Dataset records
--
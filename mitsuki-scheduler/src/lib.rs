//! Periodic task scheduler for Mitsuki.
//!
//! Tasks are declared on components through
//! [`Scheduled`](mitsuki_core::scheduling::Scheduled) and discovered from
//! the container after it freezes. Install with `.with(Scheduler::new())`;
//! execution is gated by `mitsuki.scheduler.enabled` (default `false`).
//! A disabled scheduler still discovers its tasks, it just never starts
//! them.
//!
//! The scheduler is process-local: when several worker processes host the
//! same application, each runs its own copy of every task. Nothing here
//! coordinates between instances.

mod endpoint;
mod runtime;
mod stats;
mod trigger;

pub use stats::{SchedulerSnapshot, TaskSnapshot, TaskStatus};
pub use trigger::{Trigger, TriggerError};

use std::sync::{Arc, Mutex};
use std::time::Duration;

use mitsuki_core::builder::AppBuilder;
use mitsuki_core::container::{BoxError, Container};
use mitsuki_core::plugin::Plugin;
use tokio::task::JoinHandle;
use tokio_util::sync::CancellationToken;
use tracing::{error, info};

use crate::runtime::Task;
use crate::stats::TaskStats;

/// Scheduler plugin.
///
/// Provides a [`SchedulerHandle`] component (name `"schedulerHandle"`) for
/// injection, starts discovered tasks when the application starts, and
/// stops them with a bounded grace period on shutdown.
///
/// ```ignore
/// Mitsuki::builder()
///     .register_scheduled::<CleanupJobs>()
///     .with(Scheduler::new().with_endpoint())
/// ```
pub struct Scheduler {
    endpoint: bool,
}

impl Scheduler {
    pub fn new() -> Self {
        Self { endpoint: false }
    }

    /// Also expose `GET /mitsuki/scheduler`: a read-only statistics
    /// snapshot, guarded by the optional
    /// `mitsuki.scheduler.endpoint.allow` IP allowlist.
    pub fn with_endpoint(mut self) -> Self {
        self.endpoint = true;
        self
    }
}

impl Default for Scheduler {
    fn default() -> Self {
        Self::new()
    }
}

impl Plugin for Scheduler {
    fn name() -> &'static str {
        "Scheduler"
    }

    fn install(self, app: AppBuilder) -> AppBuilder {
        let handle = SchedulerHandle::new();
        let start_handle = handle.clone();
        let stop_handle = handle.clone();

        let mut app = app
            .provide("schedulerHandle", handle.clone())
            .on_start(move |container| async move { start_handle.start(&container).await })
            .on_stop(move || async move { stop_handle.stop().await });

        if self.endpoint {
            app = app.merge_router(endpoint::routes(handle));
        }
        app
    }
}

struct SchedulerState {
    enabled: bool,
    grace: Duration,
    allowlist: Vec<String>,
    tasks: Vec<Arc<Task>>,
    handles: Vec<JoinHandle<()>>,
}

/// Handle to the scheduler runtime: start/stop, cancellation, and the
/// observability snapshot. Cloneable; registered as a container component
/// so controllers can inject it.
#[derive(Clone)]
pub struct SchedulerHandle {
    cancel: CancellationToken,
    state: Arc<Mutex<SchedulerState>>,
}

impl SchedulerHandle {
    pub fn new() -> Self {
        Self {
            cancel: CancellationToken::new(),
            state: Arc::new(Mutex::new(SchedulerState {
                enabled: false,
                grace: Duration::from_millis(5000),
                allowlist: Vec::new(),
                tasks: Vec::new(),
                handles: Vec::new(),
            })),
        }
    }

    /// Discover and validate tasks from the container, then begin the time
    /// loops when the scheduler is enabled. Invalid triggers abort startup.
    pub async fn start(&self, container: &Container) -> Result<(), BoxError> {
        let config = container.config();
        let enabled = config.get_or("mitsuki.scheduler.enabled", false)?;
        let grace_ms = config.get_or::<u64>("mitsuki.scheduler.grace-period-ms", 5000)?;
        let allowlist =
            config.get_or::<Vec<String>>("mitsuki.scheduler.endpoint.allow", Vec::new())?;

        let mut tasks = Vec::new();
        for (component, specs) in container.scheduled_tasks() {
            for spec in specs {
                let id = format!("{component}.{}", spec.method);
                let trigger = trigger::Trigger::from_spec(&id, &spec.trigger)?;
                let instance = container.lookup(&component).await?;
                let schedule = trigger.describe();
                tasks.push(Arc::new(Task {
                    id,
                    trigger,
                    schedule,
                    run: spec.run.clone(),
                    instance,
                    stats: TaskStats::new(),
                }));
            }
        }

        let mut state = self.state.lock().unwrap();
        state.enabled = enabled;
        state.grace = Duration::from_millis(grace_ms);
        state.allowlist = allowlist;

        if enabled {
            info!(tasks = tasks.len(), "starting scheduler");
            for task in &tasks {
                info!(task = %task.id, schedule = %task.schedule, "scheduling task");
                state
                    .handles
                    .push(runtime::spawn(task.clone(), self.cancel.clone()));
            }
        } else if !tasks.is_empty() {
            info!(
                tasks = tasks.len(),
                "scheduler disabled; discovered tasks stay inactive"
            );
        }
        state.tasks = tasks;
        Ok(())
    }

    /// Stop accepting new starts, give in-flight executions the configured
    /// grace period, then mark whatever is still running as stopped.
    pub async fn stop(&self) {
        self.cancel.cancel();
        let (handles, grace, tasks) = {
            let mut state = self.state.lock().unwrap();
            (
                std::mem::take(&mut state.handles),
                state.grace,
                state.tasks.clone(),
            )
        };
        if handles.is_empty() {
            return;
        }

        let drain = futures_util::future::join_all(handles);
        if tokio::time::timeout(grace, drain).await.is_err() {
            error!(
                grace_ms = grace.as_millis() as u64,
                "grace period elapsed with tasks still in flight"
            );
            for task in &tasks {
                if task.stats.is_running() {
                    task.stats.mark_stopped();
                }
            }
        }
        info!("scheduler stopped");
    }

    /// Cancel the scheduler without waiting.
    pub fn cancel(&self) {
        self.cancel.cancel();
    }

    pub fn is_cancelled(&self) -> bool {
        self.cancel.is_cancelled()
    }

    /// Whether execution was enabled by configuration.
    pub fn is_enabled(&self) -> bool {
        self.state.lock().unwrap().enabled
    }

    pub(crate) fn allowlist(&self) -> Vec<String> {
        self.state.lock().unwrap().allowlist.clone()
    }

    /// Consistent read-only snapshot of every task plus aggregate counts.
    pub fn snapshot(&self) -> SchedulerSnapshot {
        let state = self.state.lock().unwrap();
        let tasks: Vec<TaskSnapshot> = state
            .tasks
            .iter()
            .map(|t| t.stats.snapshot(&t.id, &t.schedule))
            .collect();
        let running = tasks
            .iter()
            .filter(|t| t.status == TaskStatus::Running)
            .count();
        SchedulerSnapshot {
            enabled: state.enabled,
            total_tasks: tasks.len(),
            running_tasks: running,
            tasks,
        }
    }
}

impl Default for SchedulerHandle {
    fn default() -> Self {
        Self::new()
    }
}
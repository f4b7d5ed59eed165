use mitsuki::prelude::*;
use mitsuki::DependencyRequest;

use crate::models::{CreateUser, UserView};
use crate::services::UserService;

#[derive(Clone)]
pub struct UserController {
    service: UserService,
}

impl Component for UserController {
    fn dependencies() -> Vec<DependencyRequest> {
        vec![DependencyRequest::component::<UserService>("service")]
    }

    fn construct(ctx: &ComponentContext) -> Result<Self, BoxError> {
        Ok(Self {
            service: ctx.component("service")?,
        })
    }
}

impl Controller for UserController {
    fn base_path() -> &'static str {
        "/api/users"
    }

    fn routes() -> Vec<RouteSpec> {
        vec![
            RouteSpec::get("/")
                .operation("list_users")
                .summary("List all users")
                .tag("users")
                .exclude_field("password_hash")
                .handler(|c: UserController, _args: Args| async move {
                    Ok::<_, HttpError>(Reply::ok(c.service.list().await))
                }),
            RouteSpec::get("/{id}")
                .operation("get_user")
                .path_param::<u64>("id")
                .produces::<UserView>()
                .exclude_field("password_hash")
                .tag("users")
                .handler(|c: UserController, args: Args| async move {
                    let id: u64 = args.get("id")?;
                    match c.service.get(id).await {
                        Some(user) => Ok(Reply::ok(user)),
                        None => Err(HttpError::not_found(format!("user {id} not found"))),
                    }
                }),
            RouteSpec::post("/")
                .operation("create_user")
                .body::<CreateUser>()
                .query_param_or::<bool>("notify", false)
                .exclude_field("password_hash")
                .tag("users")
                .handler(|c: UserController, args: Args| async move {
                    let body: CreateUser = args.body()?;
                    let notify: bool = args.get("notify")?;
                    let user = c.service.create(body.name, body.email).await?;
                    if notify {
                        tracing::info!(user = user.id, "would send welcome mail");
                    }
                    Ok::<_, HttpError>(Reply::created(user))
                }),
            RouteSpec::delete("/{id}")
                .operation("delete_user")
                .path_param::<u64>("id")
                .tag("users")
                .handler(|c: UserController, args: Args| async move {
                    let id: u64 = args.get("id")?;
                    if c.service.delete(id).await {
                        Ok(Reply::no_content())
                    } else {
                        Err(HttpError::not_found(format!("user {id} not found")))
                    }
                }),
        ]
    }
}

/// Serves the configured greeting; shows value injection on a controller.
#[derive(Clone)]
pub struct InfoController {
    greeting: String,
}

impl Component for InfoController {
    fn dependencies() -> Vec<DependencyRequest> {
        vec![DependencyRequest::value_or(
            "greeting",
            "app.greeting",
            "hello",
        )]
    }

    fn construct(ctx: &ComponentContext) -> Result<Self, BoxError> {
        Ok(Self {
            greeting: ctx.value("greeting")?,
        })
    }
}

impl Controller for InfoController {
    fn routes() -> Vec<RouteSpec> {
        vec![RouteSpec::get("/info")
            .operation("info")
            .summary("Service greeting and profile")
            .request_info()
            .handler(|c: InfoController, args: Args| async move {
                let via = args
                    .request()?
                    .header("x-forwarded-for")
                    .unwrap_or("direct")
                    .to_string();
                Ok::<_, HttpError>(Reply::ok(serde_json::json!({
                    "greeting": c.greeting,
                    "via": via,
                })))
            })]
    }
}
--
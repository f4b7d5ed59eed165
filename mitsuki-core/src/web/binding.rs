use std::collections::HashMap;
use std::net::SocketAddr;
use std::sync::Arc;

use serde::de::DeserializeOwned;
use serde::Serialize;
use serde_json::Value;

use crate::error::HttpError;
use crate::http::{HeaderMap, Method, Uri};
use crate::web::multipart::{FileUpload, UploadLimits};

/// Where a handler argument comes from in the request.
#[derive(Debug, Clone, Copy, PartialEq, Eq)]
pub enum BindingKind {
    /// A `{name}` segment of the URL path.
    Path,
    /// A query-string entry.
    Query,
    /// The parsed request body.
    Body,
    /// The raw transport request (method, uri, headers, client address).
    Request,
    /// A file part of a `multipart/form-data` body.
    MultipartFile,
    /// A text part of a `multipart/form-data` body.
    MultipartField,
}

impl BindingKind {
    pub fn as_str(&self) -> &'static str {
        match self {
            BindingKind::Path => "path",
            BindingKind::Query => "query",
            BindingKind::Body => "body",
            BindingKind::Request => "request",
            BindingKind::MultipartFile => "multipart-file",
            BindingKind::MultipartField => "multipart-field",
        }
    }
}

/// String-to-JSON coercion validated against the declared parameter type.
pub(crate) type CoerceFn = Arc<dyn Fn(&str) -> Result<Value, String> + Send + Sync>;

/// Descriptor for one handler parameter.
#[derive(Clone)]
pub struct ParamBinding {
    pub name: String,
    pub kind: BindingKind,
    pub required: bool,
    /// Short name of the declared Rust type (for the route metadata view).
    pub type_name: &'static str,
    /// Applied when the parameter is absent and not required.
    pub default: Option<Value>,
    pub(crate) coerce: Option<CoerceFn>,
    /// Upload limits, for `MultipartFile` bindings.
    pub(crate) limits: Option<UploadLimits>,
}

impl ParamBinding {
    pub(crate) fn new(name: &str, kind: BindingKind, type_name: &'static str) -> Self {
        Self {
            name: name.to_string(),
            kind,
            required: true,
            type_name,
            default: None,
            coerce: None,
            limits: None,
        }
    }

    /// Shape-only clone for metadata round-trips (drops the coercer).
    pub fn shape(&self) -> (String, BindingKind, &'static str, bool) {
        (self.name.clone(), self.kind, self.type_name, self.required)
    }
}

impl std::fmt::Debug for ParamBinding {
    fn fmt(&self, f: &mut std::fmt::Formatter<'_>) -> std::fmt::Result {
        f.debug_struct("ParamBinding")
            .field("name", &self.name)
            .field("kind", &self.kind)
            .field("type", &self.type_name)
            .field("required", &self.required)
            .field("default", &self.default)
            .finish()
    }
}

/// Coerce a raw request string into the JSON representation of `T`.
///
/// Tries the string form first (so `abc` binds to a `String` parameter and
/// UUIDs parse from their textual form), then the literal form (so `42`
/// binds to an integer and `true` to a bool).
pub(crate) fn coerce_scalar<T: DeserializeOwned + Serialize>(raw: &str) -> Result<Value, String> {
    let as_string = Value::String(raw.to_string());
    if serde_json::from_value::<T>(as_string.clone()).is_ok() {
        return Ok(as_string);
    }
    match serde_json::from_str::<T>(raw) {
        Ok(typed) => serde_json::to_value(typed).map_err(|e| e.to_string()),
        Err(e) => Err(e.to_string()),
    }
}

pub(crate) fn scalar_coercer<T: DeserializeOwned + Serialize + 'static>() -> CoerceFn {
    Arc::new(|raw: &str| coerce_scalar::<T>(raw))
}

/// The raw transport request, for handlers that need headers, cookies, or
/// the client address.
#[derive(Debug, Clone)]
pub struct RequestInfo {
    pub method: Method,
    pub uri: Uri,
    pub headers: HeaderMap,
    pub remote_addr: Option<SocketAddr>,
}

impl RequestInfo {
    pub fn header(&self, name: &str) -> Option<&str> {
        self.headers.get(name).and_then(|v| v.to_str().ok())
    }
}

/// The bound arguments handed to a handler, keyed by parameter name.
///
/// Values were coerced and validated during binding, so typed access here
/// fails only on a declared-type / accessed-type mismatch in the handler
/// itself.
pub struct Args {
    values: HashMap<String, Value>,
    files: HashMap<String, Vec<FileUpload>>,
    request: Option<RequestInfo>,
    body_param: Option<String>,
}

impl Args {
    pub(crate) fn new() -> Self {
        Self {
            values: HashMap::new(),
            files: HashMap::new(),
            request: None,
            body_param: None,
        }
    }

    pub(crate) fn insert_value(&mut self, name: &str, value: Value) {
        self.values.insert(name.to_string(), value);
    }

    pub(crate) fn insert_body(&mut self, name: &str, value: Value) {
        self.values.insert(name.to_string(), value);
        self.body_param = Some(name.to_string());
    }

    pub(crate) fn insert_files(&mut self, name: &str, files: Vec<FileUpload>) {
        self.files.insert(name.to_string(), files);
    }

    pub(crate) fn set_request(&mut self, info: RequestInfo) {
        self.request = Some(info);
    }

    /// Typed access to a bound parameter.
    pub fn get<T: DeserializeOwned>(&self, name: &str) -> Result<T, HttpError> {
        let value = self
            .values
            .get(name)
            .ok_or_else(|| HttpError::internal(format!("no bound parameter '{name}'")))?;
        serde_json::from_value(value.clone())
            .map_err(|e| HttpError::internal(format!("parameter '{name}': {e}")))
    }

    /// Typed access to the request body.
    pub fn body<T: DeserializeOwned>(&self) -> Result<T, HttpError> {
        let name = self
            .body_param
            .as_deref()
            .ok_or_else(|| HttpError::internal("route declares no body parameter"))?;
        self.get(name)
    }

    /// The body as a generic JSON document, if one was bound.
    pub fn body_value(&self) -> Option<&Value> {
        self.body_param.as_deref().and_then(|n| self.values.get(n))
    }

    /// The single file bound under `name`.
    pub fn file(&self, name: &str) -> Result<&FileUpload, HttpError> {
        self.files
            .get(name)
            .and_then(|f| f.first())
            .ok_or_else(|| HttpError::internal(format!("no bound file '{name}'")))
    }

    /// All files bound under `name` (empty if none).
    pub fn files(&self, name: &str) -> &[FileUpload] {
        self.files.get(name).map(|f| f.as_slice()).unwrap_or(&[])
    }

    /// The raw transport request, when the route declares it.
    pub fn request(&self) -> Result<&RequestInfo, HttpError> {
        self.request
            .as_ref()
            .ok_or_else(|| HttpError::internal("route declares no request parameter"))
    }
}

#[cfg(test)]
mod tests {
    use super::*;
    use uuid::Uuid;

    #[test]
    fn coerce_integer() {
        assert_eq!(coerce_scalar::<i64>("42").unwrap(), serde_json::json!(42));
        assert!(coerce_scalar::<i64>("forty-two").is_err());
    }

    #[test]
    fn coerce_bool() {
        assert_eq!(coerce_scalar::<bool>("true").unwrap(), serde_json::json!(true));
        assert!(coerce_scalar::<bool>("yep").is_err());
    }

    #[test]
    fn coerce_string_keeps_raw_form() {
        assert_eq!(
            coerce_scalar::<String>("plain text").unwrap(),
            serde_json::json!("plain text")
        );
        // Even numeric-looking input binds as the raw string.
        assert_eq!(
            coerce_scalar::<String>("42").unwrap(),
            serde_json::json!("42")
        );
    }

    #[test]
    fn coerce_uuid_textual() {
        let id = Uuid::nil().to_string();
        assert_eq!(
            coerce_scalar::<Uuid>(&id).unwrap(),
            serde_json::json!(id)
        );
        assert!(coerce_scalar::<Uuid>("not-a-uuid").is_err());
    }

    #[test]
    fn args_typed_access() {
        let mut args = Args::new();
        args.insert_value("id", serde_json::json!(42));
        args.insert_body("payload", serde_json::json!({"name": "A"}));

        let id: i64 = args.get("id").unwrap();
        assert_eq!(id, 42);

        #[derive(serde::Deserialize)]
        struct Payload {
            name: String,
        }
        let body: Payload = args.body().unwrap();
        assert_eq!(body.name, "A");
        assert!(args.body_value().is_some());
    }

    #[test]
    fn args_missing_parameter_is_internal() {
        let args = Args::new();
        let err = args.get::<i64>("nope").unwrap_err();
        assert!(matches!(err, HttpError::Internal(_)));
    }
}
--
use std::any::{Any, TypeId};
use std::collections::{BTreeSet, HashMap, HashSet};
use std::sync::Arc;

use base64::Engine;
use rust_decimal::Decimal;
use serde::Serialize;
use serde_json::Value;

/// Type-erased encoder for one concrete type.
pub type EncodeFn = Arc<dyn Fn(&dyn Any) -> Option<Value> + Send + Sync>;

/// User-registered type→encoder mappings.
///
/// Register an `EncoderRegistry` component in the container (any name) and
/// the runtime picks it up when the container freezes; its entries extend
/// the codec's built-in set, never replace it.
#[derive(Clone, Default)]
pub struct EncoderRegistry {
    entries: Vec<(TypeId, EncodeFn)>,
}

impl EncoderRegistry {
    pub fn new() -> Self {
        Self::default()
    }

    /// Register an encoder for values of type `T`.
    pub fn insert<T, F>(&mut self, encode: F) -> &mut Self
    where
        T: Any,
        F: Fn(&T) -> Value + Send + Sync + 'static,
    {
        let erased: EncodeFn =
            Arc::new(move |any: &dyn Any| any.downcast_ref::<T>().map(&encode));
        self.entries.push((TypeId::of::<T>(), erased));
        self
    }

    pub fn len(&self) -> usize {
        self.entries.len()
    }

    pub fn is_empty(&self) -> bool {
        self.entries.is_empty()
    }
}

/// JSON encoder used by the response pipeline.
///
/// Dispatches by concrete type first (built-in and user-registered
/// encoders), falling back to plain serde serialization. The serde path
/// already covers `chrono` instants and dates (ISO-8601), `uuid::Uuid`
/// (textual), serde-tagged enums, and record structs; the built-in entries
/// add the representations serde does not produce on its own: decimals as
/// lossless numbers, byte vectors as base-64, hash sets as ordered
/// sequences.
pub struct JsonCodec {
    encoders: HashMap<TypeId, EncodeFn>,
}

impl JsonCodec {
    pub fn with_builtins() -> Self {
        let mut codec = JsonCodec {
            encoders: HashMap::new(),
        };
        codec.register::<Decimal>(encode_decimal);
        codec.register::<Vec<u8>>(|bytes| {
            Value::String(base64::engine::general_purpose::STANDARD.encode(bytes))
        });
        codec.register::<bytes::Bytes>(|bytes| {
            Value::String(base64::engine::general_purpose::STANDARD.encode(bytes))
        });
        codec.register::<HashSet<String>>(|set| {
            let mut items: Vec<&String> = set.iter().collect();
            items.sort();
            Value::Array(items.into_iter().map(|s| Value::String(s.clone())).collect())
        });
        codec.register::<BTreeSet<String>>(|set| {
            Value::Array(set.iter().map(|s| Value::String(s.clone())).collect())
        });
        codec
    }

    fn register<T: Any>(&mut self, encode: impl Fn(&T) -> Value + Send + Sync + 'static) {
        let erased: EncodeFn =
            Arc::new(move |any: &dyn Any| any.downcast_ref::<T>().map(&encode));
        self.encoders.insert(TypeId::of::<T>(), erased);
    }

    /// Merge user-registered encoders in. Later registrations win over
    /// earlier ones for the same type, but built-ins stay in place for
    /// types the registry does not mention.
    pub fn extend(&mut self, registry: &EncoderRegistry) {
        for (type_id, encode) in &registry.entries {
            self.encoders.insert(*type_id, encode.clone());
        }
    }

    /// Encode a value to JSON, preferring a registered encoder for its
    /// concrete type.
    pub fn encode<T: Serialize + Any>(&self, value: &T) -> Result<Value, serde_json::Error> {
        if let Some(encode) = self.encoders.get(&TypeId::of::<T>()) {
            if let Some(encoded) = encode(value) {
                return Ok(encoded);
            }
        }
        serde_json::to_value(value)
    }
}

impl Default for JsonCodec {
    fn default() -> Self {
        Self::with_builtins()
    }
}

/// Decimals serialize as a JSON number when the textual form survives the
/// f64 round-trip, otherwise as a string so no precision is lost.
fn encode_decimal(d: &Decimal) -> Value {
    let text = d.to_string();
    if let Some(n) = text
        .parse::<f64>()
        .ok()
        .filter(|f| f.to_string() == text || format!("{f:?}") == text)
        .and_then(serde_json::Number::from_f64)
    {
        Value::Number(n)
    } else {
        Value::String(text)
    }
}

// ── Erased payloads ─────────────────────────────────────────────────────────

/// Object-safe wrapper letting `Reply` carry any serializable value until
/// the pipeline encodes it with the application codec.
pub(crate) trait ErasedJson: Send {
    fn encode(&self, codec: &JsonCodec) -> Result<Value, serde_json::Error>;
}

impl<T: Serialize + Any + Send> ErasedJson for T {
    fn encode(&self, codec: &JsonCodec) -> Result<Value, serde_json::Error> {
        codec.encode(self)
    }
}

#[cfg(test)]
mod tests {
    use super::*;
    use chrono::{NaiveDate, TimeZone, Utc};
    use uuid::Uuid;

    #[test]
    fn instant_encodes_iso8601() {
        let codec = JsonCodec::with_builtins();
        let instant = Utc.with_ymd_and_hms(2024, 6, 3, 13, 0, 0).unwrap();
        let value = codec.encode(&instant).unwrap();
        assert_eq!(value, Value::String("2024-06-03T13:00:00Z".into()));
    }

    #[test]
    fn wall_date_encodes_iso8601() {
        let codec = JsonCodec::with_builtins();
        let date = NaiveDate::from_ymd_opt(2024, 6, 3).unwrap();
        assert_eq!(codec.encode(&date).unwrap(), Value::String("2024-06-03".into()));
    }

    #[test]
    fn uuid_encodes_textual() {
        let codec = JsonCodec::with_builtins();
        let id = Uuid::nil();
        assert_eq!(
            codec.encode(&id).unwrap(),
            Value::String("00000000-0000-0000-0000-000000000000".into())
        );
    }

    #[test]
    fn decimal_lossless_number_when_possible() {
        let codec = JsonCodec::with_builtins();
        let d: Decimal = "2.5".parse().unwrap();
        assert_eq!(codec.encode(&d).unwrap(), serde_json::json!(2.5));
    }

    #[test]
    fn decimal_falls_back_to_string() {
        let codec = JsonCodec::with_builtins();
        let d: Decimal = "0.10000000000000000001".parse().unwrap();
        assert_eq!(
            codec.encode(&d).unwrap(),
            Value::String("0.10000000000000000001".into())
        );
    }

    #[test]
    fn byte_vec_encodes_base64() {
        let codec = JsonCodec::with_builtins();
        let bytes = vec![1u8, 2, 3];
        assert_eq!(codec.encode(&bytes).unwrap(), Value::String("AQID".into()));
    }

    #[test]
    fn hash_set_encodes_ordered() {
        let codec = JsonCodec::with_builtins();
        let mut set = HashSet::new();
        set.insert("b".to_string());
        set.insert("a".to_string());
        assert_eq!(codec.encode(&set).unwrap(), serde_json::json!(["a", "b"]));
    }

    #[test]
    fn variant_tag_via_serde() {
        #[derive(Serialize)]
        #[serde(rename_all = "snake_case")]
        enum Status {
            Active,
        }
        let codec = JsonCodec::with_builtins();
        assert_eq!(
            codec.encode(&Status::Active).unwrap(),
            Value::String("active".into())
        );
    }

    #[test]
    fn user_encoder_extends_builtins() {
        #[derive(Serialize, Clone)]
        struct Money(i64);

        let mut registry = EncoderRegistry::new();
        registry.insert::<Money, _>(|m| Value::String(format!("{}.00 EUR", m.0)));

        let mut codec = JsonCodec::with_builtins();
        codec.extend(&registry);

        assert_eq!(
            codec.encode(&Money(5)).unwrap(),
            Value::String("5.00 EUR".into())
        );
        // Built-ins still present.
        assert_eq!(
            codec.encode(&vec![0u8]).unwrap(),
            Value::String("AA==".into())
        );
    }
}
--
• Work item
Report every line of the entries that carries the word "RouteSpec".

• Reply to the exercise
    fn routes() -> Vec<RouteSpec> {
            RouteSpec::get("/")
            RouteSpec::get("/{id}")
            RouteSpec::post("/")
            RouteSpec::delete("/{id}")
    fn routes() -> Vec<RouteSpec> {
        vec![RouteSpec::get("/info")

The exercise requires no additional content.